Origine et histoire du Château du Plessis
Le château du Plessis, implanté sur un rebord de terrasse dominant l’étang du Plessis à Blanzy (Saône-et-Loire), trouve ses origines au XIIIe siècle avec une enceinte fortifiée, une tour-porche et un pont-levis. La tour carrée de la Madeleine, datant du XIVe siècle, est le vestige le plus ancien encore visible. Le site est mentionné pour la première fois en 1279 lors d’un partage successoral du duc Hugues IV de Bourgogne. Au fil des siècles, il change de mains : vendu en 1348 à Girard Damas, récupéré en 1433 par le duc de Bourgogne pour être offert à Nicolas Rolin (chancelier de Bourgogne), puis transmis en 1479 à la famille de Levis, qui le conserve jusqu’en 1738. Les armes de cette famille sont toujours visibles sur une porte du château.

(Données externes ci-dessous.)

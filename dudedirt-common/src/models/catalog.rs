// Reference data: seeded at initialization, read-only afterwards.
// Prices are integer cents.

use serde::{Deserialize, Serialize};

#[derive(Debug, Serialize, Deserialize, Clone)]
pub struct Service {
    pub service_id: i64,
    pub name: String,
    pub description: Option<String>,
    pub price_cents: i64,
    pub duration_hours: i64,
    pub active: bool,
}

#[derive(Debug, Serialize, Deserialize, Clone)]
pub struct Product {
    pub product_id: i64,
    pub name: String,
    pub description: Option<String>,
    pub price_cents: i64,
    pub size: String,
    pub category: String,
}

/// Maps a redemption to its seed cost and effect (discount, free product,
/// status upgrade).
#[derive(Debug, Serialize, Deserialize, Clone, PartialEq, Eq)]
pub struct RedemptionOption {
    pub option_id: i64,
    pub name: String,
    pub cost: i64,
    pub effect: String,
}
// tests/auth_tests.rs

use std::sync::Arc;

use dudedirt_common::models::PointReason;
use dudedirt_common::traits::repository_traits::{
    BookingRepository, CatalogRepository, PointTransactionRepository, UserRepository,
};
use dudedirt_core::Error;
use dudedirt_core::auth::{AuthManager, Registration};
use dudedirt_core::db::Database;
use dudedirt_core::repositories::sqlite::{
    SqliteBookingRepository, SqliteCatalogRepository, SqlitePointTransactionRepository,
    SqliteUserRepository,
};
use dudedirt_core::services::RewardsLedger;
use dudedirt_core::test_utils::helpers::setup_test_database;

fn auth_manager(db: &Database) -> (AuthManager, Arc<RewardsLedger>) {
    let users: Arc<dyn UserRepository> = Arc::new(SqliteUserRepository::new(db.pool().clone()));
    let points: Arc<dyn PointTransactionRepository> =
        Arc::new(SqlitePointTransactionRepository::new(db.pool().clone()));
    let catalog: Arc<dyn CatalogRepository> =
        Arc::new(SqliteCatalogRepository::new(db.pool().clone()));
    let bookings: Arc<dyn BookingRepository> =
        Arc::new(SqliteBookingRepository::new(db.pool().clone()));
    let rewards = Arc::new(RewardsLedger::new(points, catalog, bookings));
    (AuthManager::new(users, rewards.clone()), rewards)
}

fn registration(username: &str, email: &str) -> Registration {
    Registration {
        username: username.to_string(),
        email: email.to_string(),
        password: "hunter2!".to_string(),
        full_name: "Uma Verde".to_string(),
        phone: None,
        address: None,
    }
}

#[tokio::test]
async fn registering_grants_the_welcome_bonus_once() -> Result<(), Error> {
    let db = setup_test_database().await?;
    let (auth, rewards) = auth_manager(&db);

    let user = auth.register(registration("uma", "uma@example.com")).await?;

    assert_eq!(rewards.balance(user.user_id).await?, 500);
    let history = rewards.history(user.user_id).await?;
    assert_eq!(history.len(), 1);
    assert_eq!(history[0].reason, PointReason::WelcomeBonus);
    assert_eq!(history[0].amount, 500);

    Ok(())
}

#[tokio::test]
async fn duplicate_email_and_username_are_rejected() -> Result<(), Error> {
    let db = setup_test_database().await?;
    let (auth, _) = auth_manager(&db);

    auth.register(registration("vic", "vic@example.com")).await?;

    let same_email = auth.register(registration("other", "vic@example.com")).await;
    assert!(matches!(
        same_email,
        Err(Error::Validation { ref field, .. }) if field == "email"
    ));

    let same_username = auth.register(registration("vic", "new@example.com")).await;
    assert!(matches!(
        same_username,
        Err(Error::Validation { ref field, .. }) if field == "username"
    ));

    Ok(())
}

#[tokio::test]
async fn registration_validates_required_fields() -> Result<(), Error> {
    let db = setup_test_database().await?;
    let (auth, _) = auth_manager(&db);

    let mut missing_name = registration("walt", "walt@example.com");
    missing_name.full_name = "  ".to_string();
    let result = auth.register(missing_name).await;
    assert!(matches!(
        result,
        Err(Error::Validation { ref field, .. }) if field == "full_name"
    ));

    let bad_email = registration("walt", "not-an-email");
    let result = auth.register(bad_email).await;
    assert!(matches!(
        result,
        Err(Error::Validation { ref field, .. }) if field == "email"
    ));

    Ok(())
}

#[tokio::test]
async fn login_checks_the_password() -> Result<(), Error> {
    let db = setup_test_database().await?;
    let (auth, _) = auth_manager(&db);

    let registered = auth.register(registration("xena", "xena@example.com")).await?;

    let user = auth.login("xena@example.com", "hunter2!").await?;
    assert_eq!(user.user_id, registered.user_id);

    let wrong_password = auth.login("xena@example.com", "wrong").await;
    assert!(matches!(wrong_password, Err(Error::Auth(_))));

    let unknown_email = auth.login("ghost@example.com", "hunter2!").await;
    assert!(matches!(unknown_email, Err(Error::Auth(_))));

    Ok(())
}

#[tokio::test]
async fn profile_updates_are_visible_on_the_next_read() -> Result<(), Error> {
    let db = setup_test_database().await?;
    let (auth, _) = auth_manager(&db);

    let user = auth.register(registration("yuri", "yuri@example.com")).await?;

    let updated = auth
        .update_profile(
            user.user_id,
            "Yuri Lawnsworth",
            Some("(555) 777-8888"),
            None,
        )
        .await?;
    assert_eq!(updated.full_name, "Yuri Lawnsworth");
    assert_eq!(updated.phone.as_deref(), Some("(555) 777-8888"));

    let blank = auth.update_profile(user.user_id, "", None, None).await;
    assert!(matches!(
        blank,
        Err(Error::Validation { ref field, .. }) if field == "full_name"
    ));

    Ok(())
}
// dudedirt-core/src/db/mod.rs

use sqlx::{Pool, Sqlite, SqlitePool};
use tracing::info;

use crate::Error;

pub mod seed;

/// Thin wrapper around the SQLite pool.
#[derive(Clone)]
pub struct Database {
    pool: Pool<Sqlite>,
}

impl Database {
    /// Open (creating if missing) the database at `database_path`, or an
    /// in-memory database when the path is `":memory:"`.
    pub async fn new(database_path: &str) -> Result<Self, Error> {
        if database_path == ":memory:" {
            let pool = SqlitePool::connect("sqlite::memory:").await?;
            return Ok(Self { pool });
        }

        let absolute_path = std::env::current_dir()?.join(database_path);
        if let Some(parent) = absolute_path.parent() {
            if !parent.exists() {
                std::fs::create_dir_all(parent)?;
            }
        }

        // Well-formed file URI; `mode=rwc` creates the file on first run.
        let mut uri_path = absolute_path.to_string_lossy().replace('\\', "/");
        if !uri_path.starts_with('/') {
            uri_path = format!("/{}", uri_path);
        }
        let db_uri = format!("sqlite://{}?mode=rwc", uri_path);

        info!("Connecting to SQLite database at {}", db_uri);
        let pool = SqlitePool::connect(&db_uri).await?;
        Ok(Self { pool })
    }

    /// Run migrations in the `migrations/` folder.
    pub async fn migrate(&self) -> Result<(), Error> {
        info!("Applying migrations...");
        sqlx::migrate!("./migrations").run(&self.pool).await?;
        info!("Migrations applied successfully.");
        Ok(())
    }

    pub fn pool(&self) -> &Pool<Sqlite> {
        &self.pool
    }

    pub fn from_pool(pool: Pool<Sqlite>) -> Self {
        Self { pool }
    }
}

Au XVIIIe siècle, le château est restauré par Blaise Quarré vers 1750, qui modernise les lieux : comblement des fossés, création de trois terrasses, et déplacement de l’entrée. Ces travaux, coûteux, ruinent Quarré, qui vend le domaine en 1770 à Jean-Pierre Delglas, marquis de la Tour du Bost et trésorier de France à Lyon. Le château subit ensuite une transformation majeure entre 1872 et 1906, adoptant un style néo-gothique inspiré par Viollet-le-Duc, avec l’ajout d’une tourelle octogonale à la tour médiévale. Depuis 1815, il appartient à la famille des marquis de Barbentane, après le mariage de Catherine Delglas avec le marquis de Beauregard.
Classé monument historique depuis 1993, le château du Plessis reste une propriété privée et ne se visite pas. Son histoire est marquée par des épisodes notables : en 1856, le comte de Barbentane cède des terres pour la création de Montceau-les-Mines. Pendant la Seconde Guerre mondiale, il accueille en 1944 des pensionnaires du Petit-Collège d’Avon, dont le futur cinéaste Louis Malle, qui s’en inspirera pour son film Au revoir les enfants. Par ailleurs, Lucie Aubrac y passe son enfance, ses parents étant employés au château, et utilisera plus tard le pseudonyme Guillaine de Barbentane pour ses actions dans la Résistance.
L’ensemble architectural, organisé autour d’une cour rectangulaire (47 m sur 43 m), mêle ainsi des éléments médiévaux, classiques et néo-gothiques. Les travaux du XVIIIe siècle (corps de logis, terrasses) contrastent avec les ajouts du XIXe siècle, reflétant l’évolution des goûts et des usages d’un château resté habité et vivant. Les jardins et le château sont protégés depuis 1993, témoignant de leur valeur patrimoniale dans la région Bourgogne-Franche-Comté.